I admire people who are good communicators. I also love people who show passion and nuance; the story of the spirit, the blooming of the body. I’ve started my Masters in Communication Management so I’ve been thinking about communication and conversation more than ever – away from my natural philosophic inclinations.
Communication Management: a fancy word for the study, exploration, and purposeful transformation of messages. I read a quote not long ago by George Bernard Shaw: “The single biggest problem in communication is the illusion that it has taken place.” How true those words are.
I saw Alain at the Opera House with a friend of mine in May. He was discussing his new book: On Love. We sat eagerly, along with many others, as he slowly unpacked a rather voluminous topic. He did, as we all strive to do, his authentic best in exploring the ennui in the myths of love…

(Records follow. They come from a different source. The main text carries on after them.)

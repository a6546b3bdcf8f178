mod api_doc;
mod app;
mod config;
mod error;
mod handlers;
mod models;
mod routes;
mod state;
mod store;

use anyhow::Context;
use config::Config;
use state::AppState;

#[tokio::main]
async fn main() -> anyhow::Result<()> {
    dotenvy::dotenv().ok();
    tracing_subscriber::fmt::init();

    tracing::info!("item-api starting");

    let config = Config::from_env()?;
    config.log_startup();

    let state = AppState::new();
    let app = app::app(state);

    let addr = format!("{}:{}", config.service_host, config.service_port);
    let listener = tokio::net::TcpListener::bind(&addr)
        .await
        .with_context(|| format!("Failed to bind to {}", addr))?;

    axum::serve(listener, app).await.context("Server error")?;

    Ok(())
}
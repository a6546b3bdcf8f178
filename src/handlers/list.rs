use crate::models::{Item, ListQuery};
use crate::routes;
use crate::state::AppState;
use axum::{Json, extract::Query, extract::State, http::StatusCode};

/// GET /items handler - List items
///
/// With `tag` set to a non-empty string, only items whose tag sequence
/// contains that exact string are returned. Result order is unspecified.
#[utoipa::path(
    get,
    path = routes::ITEMS,
    params(
        ("tag" = Option<String>, Query, description = "Filter by exact tag membership")
    ),
    responses(
        (status = 200, description = "List of items", body = Vec<Item>)
    ),
    tag = "items"
)]
pub async fn list_handler(
    State(state): State<AppState>,
    Query(query): Query<ListQuery>,
) -> (StatusCode, Json<Vec<Item>>) {
    let items = state.store.list(query.tag.as_deref()).await;

    tracing::info!("Listed {} items (tag filter: {:?})", items.len(), query.tag);
    (StatusCode::OK, Json(items))
}
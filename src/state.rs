use crate::store::ItemStore;

/// Shared application state
#[derive(Clone, Default)]
pub struct AppState {
    pub store: ItemStore,
}

impl AppState {
    /// State with a fresh, empty item store
    pub fn new() -> Self {
        Self::default()
    }
}
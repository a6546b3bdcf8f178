use crate::error::{ApiError, ErrorResponse};
use crate::routes;
use crate::state::AppState;
use axum::{extract::Path, extract::State, http::StatusCode};
use uuid::Uuid;

/// DELETE /items/:id handler - Remove an item
#[utoipa::path(
    delete,
    path = routes::ITEM,
    params(
        ("id" = String, Path, description = "UUID of the item")
    ),
    responses(
        (status = 204, description = "Item deleted"),
        (status = 400, description = "Invalid UUID format", body = ErrorResponse),
        (status = 404, description = "Item not found", body = ErrorResponse)
    ),
    tag = "items"
)]
pub async fn delete_handler(
    State(state): State<AppState>,
    Path(id_str): Path<String>,
) -> Result<StatusCode, ApiError> {
    let id = Uuid::parse_str(&id_str).map_err(|_| ApiError::InvalidUuid(id_str.clone()))?;

    state.store.delete(id).await?;

    tracing::info!("Deleted item with id: {}", id);
    Ok(StatusCode::NO_CONTENT)
}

How much more can we converse, exalt and indulge in the search for love – for understanding – for dialogue – for communication – for comfort?
“Words are events, they do things, change things. They transform both speaker and hearer; they feed energy back and forth and amplify it,” Ursula K. Le Guin wrote in her masterful meditation on the magic of real human conversation. “They feed understanding or emotion back and forth and amplify it.” But in moments of pain or anger, when words spring from the rawest recesses of the heart, they can amplify our deepest insecurities and emotional vulnerabilities, in turn fueling a maelstrom of mutual misunderstanding.
How to avoid that is what Alain de Botton explores in a portion of The Course of Love (public library) — the immeasurably insightful psychological novel that gave us De Botton on vulnerability and the paradox of why we sulk.